• [AIM OF THE TASK]: Below are the records; count how many of their lines contain the word "bool" and give that number only.

• [RECORDS FOR THE EXERCISE]:
//! Compact index types for arena-linked chains.

use core::hash::Hash;
use std::fmt::Debug;

/// An integer type used as a **compact link between arena slots**.
///
/// Instead of boxed pointers, [`LinkedSteque`](crate::LinkedSteque) stores its nodes in a
/// `Vec` and links them by index. A narrow index type shrinks every node, at the price of
/// a lower ceiling on how many nodes can be alive at once: `NONE` itself is never a valid
/// slot, so a chain indexed by `u8` holds at most 255 nodes.
pub trait IndexType: Copy + Eq + Hash + Debug + 'static {
    /// Sentinel value meaning "no node" (the end of a chain, or an empty head/tail).
    const NONE: Self;

    /// Converts this index to a `usize` for slot access.
    fn as_usize(self) -> usize;

    /// Converts a `usize` slot number to this compact type.
    ///
    /// Returns `None` when `i` is not representable or collides with [`IndexType::NONE`].
    fn from_usize(i: usize) -> Option<Self>;

    /// Returns `true` if this index is the `NONE` sentinel.
    #[inline(always)]
    fn is_none(self) -> bool {
        self == Self::NONE
    }
}

macro_rules! impl_index_type {
    ($($ty:ty),* $(,)?) => {
        $(
            impl IndexType for $ty {
                const NONE: Self = <$ty>::MAX;

                #[inline(always)]
                fn as_usize(self) -> usize {
                    self as usize
                }

                #[inline(always)]
                fn from_usize(i: usize) -> Option<Self> {
                    match <$ty>::try_from(i) {
                        Ok(idx) if idx != Self::NONE => Some(idx),
                        _ => None,
                    }
                }
            }
        )*
    };
}

impl_index_type!(u8, u16, u32, usize);
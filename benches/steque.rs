use criterion::{Criterion, black_box, criterion_group, criterion_main};
use std::collections::VecDeque;
use steque::{ArraySteque, LinkedSteque};

fn bench_push_pop(c: &mut Criterion) {
    let n = 1024;
    let mut group = c.benchmark_group("Push then Pop 1024");
    group.bench_function("std::collections::VecDeque", |b| {
        b.iter(|| {
            let mut d = VecDeque::new();
            for i in 0..n {
                d.push_front(black_box(i as i32));
            }
            while let Some(x) = d.pop_front() {
                black_box(x);
            }
        })
    });

    group.bench_function("ArraySteque<i32>", |b| {
        b.iter(|| {
            let mut s: ArraySteque<i32> = ArraySteque::new();
            for i in 0..n {
                let _ = s.push(black_box(i as i32));
            }
            while let Ok(x) = s.pop() {
                black_box(x);
            }
        })
    });

    group.bench_function("LinkedSteque<i32>", |b| {
        b.iter(|| {
            let mut s: LinkedSteque<i32> = LinkedSteque::new();
            for i in 0..n {
                let _ = s.push(black_box(i as i32));
            }
            while let Ok(x) = s.pop() {
                black_box(x);
            }
        })
    });
    group.finish();
}

fn bench_enqueue(c: &mut Criterion) {
    for n in [64usize, 1024] {
        let mut group = c.benchmark_group(format!("Enqueue {n}"));
        group.bench_function("std::collections::VecDeque", |b| {
            b.iter(|| {
                let mut d = VecDeque::new();
                for i in 0..n {
                    d.push_back(black_box(i as i32));
                }
                d
            })
        });

        // O(N) per enqueue: the occupied prefix shifts every time.
        group.bench_function("ArraySteque<i32>", |b| {
            b.iter(|| {
                let mut s: ArraySteque<i32> = ArraySteque::new();
                for i in 0..n {
                    let _ = s.enqueue(black_box(i as i32));
                }
                s
            })
        });

        group.bench_function("ArraySteque<i32> (extend)", |b| {
            b.iter(|| {
                let mut s: ArraySteque<i32> = ArraySteque::new();
                s.extend((0..n).map(|i| black_box(i as i32)));
                s
            })
        });

        group.bench_function("LinkedSteque<i32>", |b| {
            b.iter(|| {
                let mut s: LinkedSteque<i32> = LinkedSteque::new();
                for i in 0..n {
                    let _ = s.enqueue(black_box(i as i32));
                }
                s
            })
        });
        group.finish();
    }
}

fn bench_iter(c: &mut Criterion) {
    let n = 1024;
    let array: ArraySteque<i32> = (0..n).collect();
    let linked: LinkedSteque<i32> = (0..n).collect();

    let mut group = c.benchmark_group("Iterate 1024");
    group.bench_function("ArraySteque<i32>", |b| {
        b.iter(|| array.iter().map(|x| black_box(*x) as i64).sum::<i64>())
    });
    group.bench_function("LinkedSteque<i32>", |b| {
        b.iter(|| linked.iter().map(|x| black_box(*x) as i64).sum::<i64>())
    });
    group.finish();
}

criterion_group!(benches, bench_push_pop, bench_enqueue, bench_iter);
criterion_main!(benches);
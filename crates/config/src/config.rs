//! Main configuration module for Proto Core sync
//!
//! All settings are defined in one `protocore.toml` file.

use crate::error::{ConfigError, ConfigResult};
use serde::{Deserialize, Serialize};
use std::path::Path;
use std::time::Duration;
use tracing::{debug, info};

/// Main configuration struct.
#[derive(Debug, Clone, PartialEq, Eq, Serialize, Deserialize, Default)]
#[serde(default)]
pub struct Config {
    /// World-state sync configuration
    pub sync: SyncConfig,

    /// Logging configuration
    pub logging: LoggingConfig,
}

impl Config {
    /// Load configuration from a TOML file.
    ///
    /// # Example
    ///
    /// ```rust,ignore
    /// use protocore_config::Config;
    /// use std::path::Path;
    ///
    /// let config = Config::load(Path::new("protocore.toml"))?;
    /// ```
    pub fn load(path: &Path) -> ConfigResult<Self> {
        info!("Loading configuration from {:?}", path);

        let content = std::fs::read_to_string(path).map_err(|e| ConfigError::FileRead {
            path: path.to_path_buf(),
            source: e,
        })?;

        let config = Self::from_str(&content)?;

        info!(
            parallelism = config.sync.world_state_request_parallelism,
            hashes_per_request = config.sync.world_state_hash_count_per_request,
            "Configuration loaded"
        );

        Ok(config)
    }

    /// Load configuration from a TOML string.
    ///
    /// Useful for testing or when configuration is provided as a string.
    #[allow(clippy::should_implement_trait)]
    pub fn from_str(content: &str) -> ConfigResult<Self> {
        let config: Config = toml::from_str(content)?;
        debug!("Configuration parsed successfully, validating...");
        config.validate()?;
        Ok(config)
    }

    /// Validate the configuration.
    pub fn validate(&self) -> ConfigResult<()> {
        self.sync.validate()?;
        self.logging.validate()?;

        debug!("Configuration validation passed");
        Ok(())
    }

    /// Save configuration to a TOML file.
    pub fn save(&self, path: &Path) -> ConfigResult<()> {
        let content = toml::to_string_pretty(self)?;
        std::fs::write(path, content).map_err(|e| ConfigError::FileRead {
            path: path.to_path_buf(),
            source: e,
        })?;
        info!("Configuration saved to {:?}", path);
        Ok(())
    }
}

// =============================================================================
// Sync Configuration
// =============================================================================

/// World-state download and peer policy settings.
#[derive(Debug, Clone, PartialEq, Eq, Serialize, Deserialize)]
#[serde(default)]
pub struct SyncConfig {
    /// Node hashes requested from a peer in one message
    pub world_state_hash_count_per_request: usize,

    /// Number of concurrent download workers
    pub world_state_request_parallelism: usize,

    /// Consecutive requests without progress before the download may stall
    pub world_state_max_requests_without_progress: u64,

    /// Minimum time without progress before the download is declared stalled
    pub world_state_min_millis_before_stalling: u64,

    /// Pending requests held before producers wait for workers to catch up
    pub world_state_task_capacity: usize,

    /// Timeout for a single node data request (milliseconds)
    pub world_state_request_timeout_ms: u64,

    /// Maximum number of peers allowed to trail the sync target.
    /// Unset means no limit.
    pub max_trailing_peers: Option<u64>,

    /// How many blocks behind the sync target a peer may be and still count
    /// as up to date
    pub trailing_peer_tolerance: u64,

    /// The trailing-peer limit is enforced on canonical blocks whose number is
    /// a multiple of this value
    pub trailing_peer_recheck_interval: u64,
}

impl Default for SyncConfig {
    fn default() -> Self {
        Self {
            world_state_hash_count_per_request: 384,
            world_state_request_parallelism: 10,
            world_state_max_requests_without_progress: 1000,
            world_state_min_millis_before_stalling: 5 * 60 * 1000,
            world_state_task_capacity: 100_000,
            world_state_request_timeout_ms: 10_000,
            max_trailing_peers: None,
            trailing_peer_tolerance: 0,
            trailing_peer_recheck_interval: 100,
        }
    }
}

impl SyncConfig {
    /// Validate the sync configuration.
    pub fn validate(&self) -> ConfigResult<()> {
        let positive = [
            (
                "world_state_hash_count_per_request",
                self.world_state_hash_count_per_request as u64,
            ),
            (
                "world_state_request_parallelism",
                self.world_state_request_parallelism as u64,
            ),
            (
                "world_state_request_timeout_ms",
                self.world_state_request_timeout_ms,
            ),
            (
                "trailing_peer_recheck_interval",
                self.trailing_peer_recheck_interval,
            ),
        ];
        for (name, value) in positive {
            if value == 0 {
                return Err(ConfigError::NonPositive { name, value });
            }
        }

        if self.world_state_task_capacity < self.world_state_hash_count_per_request {
            return Err(ConfigError::TaskCapacityTooSmall {
                capacity: self.world_state_task_capacity,
                batch: self.world_state_hash_count_per_request,
            });
        }

        Ok(())
    }

    /// Timeout for a single node data request
    pub fn request_timeout(&self) -> Duration {
        Duration::from_millis(self.world_state_request_timeout_ms)
    }

    /// Minimum time without progress before the download is declared stalled
    pub fn min_time_before_stalling(&self) -> Duration {
        Duration::from_millis(self.world_state_min_millis_before_stalling)
    }
}

// =============================================================================
// Logging Configuration
// =============================================================================

/// Logging configuration
#[derive(Debug, Clone, PartialEq, Eq, Serialize, Deserialize)]
#[serde(default)]
pub struct LoggingConfig {
    /// Log level (trace, debug, info, warn, error)
    pub level: String,

    /// Log format (json, pretty, compact)
    pub format: String,

    /// Include the event target in each line
    pub with_target: bool,
}

impl LoggingConfig {
    /// Validate the logging configuration.
    pub fn validate(&self) -> ConfigResult<()> {
        let valid_levels = ["trace", "debug", "info", "warn", "error"];
        if !valid_levels.contains(&self.level.to_lowercase().as_str()) {
            return Err(ConfigError::InvalidLogLevel(self.level.clone()));
        }

        let valid_formats = ["json", "pretty", "compact"];
        if !valid_formats.contains(&self.format.to_lowercase().as_str()) {
            return Err(ConfigError::InvalidLogFormat(self.format.clone()));
        }

        Ok(())
    }
}

impl Default for LoggingConfig {
    fn default() -> Self {
        Self {
            level: "info".to_string(),
            format: "pretty".to_string(),
            with_target: true,
        }
    }
}
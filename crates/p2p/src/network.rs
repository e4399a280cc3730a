//! Commands into the network service.
//!
//! The network service owns the connections; everything else talks to it
//! through a [`NetworkHandle`].

use crate::{Error, Result};
use libp2p::PeerId;
use std::fmt;
use std::sync::Arc;
use tokio::sync::mpsc;
use tracing::{debug, warn};

/// Reason sent to a peer when we drop the connection (devp2p disconnect codes)
#[derive(Debug, Clone, Copy, PartialEq, Eq, Hash)]
#[repr(u8)]
pub enum DisconnectReason {
    /// Disconnect requested by the local node
    Requested = 0x00,
    /// TCP sub-system error
    TcpSubsystemError = 0x01,
    /// Peer broke the protocol, e.g. sent data it was not asked for
    BreachOfProtocol = 0x02,
    /// Peer is of no use to us
    UselessPeer = 0x03,
    /// Peer limit reached, or peer evicted to make room
    TooManyPeers = 0x04,
    /// Already connected to this peer
    AlreadyConnected = 0x05,
    /// Incompatible P2P protocol version
    IncompatibleP2pProtocolVersion = 0x06,
    /// Local client is shutting down
    ClientQuitting = 0x08,
    /// Peer did not answer in time
    TimeoutOnReceivingMessage = 0x0b,
    /// Sub-protocol specific reason
    SubprotocolTriggered = 0x10,
}

impl DisconnectReason {
    /// The wire code of this reason
    pub fn code(self) -> u8 {
        self as u8
    }

    /// Reason for a wire code, if known
    pub fn from_code(code: u8) -> Option<Self> {
        Some(match code {
            0x00 => Self::Requested,
            0x01 => Self::TcpSubsystemError,
            0x02 => Self::BreachOfProtocol,
            0x03 => Self::UselessPeer,
            0x04 => Self::TooManyPeers,
            0x05 => Self::AlreadyConnected,
            0x06 => Self::IncompatibleP2pProtocolVersion,
            0x08 => Self::ClientQuitting,
            0x0b => Self::TimeoutOnReceivingMessage,
            0x10 => Self::SubprotocolTriggered,
            _ => return None,
        })
    }
}

impl fmt::Display for DisconnectReason {
    fn fmt(&self, f: &mut fmt::Formatter<'_>) -> fmt::Result {
        let name = match self {
            Self::Requested => "REQUESTED",
            Self::TcpSubsystemError => "TCP_SUBSYSTEM_ERROR",
            Self::BreachOfProtocol => "BREACH_OF_PROTOCOL",
            Self::UselessPeer => "USELESS_PEER",
            Self::TooManyPeers => "TOO_MANY_PEERS",
            Self::AlreadyConnected => "ALREADY_CONNECTED",
            Self::IncompatibleP2pProtocolVersion => "INCOMPATIBLE_P2P_PROTOCOL_VERSION",
            Self::ClientQuitting => "CLIENT_QUITTING",
            Self::TimeoutOnReceivingMessage => "TIMEOUT_ON_RECEIVING_MESSAGE",
            Self::SubprotocolTriggered => "SUBPROTOCOL_TRIGGERED",
        };
        write!(f, "{} (0x{:02x})", name, self.code())
    }
}

/// Commands that can be sent to the network service
#[derive(Debug, Clone, PartialEq, Eq)]
pub enum Command {
    /// Disconnect from a peer
    Disconnect(PeerId, DisconnectReason),
    /// Shutdown the network
    Shutdown,
}

/// Something that can drop a connection to one peer.
pub trait PeerConnection: Send + Sync {
    /// Ask the network layer to disconnect. Must not block.
    fn disconnect(&self, reason: DisconnectReason);
}

/// Handle for sending commands to the network service
#[derive(Clone)]
pub struct NetworkHandle {
    command_tx: mpsc::Sender<Command>,
}

impl NetworkHandle {
    /// Create a new network handle
    pub fn new(command_tx: mpsc::Sender<Command>) -> Self {
        Self { command_tx }
    }

    /// Disconnect from a peer
    pub async fn disconnect(&self, peer_id: PeerId, reason: DisconnectReason) -> Result<()> {
        self.command_tx
            .send(Command::Disconnect(peer_id, reason))
            .await
            .map_err(|e| Error::Channel(e.to_string()))
    }

    /// Queue a disconnect without waiting for channel capacity
    pub fn try_disconnect(&self, peer_id: PeerId, reason: DisconnectReason) -> Result<()> {
        self.command_tx
            .try_send(Command::Disconnect(peer_id, reason))
            .map_err(|e| Error::Channel(e.to_string()))
    }

    /// Shutdown the network service
    pub async fn shutdown(&self) -> Result<()> {
        self.command_tx
            .send(Command::Shutdown)
            .await
            .map_err(|e| Error::Channel(e.to_string()))
    }

    /// A [`PeerConnection`] for `peer_id` backed by this handle
    pub fn connection(&self, peer_id: PeerId) -> Arc<dyn PeerConnection> {
        Arc::new(HandleConnection {
            peer_id,
            handle: self.clone(),
        })
    }
}

struct HandleConnection {
    peer_id: PeerId,
    handle: NetworkHandle,
}

impl PeerConnection for HandleConnection {
    fn disconnect(&self, reason: DisconnectReason) {
        match self.handle.try_disconnect(self.peer_id, reason) {
            Ok(()) => debug!(peer = %self.peer_id, %reason, "Queued peer disconnect"),
            Err(e) => warn!(peer = %self.peer_id, error = %e, "Failed to queue peer disconnect"),
        }
    }
}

• [WRITTEN RESPONSE]: 2